--- Assigned task ---
Each line that includes the word "RegexBuilder" should be copied from the records.

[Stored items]
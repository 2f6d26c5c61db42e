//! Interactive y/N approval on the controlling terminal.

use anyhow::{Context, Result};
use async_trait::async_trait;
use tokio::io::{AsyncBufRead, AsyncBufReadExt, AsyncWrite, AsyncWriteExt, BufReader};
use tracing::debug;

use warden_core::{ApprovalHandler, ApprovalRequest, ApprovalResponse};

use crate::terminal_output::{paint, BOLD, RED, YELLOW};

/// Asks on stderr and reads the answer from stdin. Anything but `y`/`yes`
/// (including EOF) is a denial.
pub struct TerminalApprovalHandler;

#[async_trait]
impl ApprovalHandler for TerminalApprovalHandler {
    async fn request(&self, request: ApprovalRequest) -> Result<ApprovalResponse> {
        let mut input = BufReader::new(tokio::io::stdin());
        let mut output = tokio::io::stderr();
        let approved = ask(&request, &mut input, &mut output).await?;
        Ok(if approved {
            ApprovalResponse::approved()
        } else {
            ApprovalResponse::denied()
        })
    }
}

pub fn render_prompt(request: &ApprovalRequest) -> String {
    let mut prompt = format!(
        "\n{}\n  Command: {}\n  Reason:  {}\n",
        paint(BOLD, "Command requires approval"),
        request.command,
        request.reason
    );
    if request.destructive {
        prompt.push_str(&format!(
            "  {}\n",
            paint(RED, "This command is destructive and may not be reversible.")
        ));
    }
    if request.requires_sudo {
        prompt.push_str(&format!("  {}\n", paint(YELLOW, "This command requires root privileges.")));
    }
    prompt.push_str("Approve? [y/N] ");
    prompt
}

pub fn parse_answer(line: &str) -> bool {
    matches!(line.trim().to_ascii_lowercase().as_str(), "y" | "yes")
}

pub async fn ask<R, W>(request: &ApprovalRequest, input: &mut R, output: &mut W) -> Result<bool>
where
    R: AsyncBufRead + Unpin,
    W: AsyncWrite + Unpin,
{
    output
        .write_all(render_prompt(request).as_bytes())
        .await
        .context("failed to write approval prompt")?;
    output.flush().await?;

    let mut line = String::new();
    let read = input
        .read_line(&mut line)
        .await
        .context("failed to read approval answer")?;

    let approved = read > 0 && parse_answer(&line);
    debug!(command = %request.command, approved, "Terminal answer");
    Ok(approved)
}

---

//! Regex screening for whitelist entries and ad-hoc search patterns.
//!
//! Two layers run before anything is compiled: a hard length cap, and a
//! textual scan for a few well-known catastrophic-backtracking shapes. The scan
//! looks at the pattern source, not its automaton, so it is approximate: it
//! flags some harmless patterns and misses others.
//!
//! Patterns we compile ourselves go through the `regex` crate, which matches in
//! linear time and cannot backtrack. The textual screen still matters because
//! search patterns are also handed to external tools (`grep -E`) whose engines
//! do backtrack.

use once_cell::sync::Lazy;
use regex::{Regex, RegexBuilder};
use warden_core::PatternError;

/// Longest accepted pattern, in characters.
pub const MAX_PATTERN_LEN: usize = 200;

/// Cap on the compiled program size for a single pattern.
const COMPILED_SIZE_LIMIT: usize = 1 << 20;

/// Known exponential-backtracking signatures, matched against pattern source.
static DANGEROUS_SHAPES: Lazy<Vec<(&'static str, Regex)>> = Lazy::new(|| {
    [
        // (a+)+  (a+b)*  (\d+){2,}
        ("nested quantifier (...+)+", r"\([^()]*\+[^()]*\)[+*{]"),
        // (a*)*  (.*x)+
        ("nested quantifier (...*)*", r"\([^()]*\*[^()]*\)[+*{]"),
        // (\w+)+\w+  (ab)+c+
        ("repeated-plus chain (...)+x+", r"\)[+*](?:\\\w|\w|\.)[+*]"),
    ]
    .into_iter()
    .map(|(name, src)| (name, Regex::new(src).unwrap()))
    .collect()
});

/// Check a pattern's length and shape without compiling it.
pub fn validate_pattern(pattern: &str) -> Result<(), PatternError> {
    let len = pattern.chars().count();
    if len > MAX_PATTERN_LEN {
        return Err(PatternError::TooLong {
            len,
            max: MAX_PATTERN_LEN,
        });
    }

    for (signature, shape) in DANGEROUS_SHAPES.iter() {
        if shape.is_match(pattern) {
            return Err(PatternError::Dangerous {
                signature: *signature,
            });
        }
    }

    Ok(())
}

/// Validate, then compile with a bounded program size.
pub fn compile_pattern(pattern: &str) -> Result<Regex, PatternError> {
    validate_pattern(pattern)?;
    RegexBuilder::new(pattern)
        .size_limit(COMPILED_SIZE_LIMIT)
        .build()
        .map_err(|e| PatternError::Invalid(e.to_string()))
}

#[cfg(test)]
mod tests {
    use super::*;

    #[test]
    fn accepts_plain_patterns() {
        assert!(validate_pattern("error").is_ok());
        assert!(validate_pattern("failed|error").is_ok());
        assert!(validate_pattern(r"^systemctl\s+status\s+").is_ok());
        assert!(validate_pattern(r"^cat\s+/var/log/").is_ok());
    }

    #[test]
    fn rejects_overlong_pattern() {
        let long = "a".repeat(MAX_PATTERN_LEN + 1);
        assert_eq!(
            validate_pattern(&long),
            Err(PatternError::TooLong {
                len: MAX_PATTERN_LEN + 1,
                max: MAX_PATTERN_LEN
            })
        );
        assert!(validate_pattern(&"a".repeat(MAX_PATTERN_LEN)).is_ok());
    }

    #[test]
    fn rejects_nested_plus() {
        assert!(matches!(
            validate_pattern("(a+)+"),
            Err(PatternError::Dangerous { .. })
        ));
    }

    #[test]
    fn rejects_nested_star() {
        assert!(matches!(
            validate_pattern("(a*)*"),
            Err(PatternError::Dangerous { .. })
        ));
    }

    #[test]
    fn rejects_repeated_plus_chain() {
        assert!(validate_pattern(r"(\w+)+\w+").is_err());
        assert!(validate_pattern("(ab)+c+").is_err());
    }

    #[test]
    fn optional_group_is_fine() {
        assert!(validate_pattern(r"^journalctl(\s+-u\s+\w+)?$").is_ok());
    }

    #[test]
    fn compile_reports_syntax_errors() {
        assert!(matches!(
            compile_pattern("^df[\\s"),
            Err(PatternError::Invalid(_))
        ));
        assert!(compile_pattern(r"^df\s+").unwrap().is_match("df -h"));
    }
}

--- Answer ---
use regex::{Regex, RegexBuilder};
    RegexBuilder::new(pattern)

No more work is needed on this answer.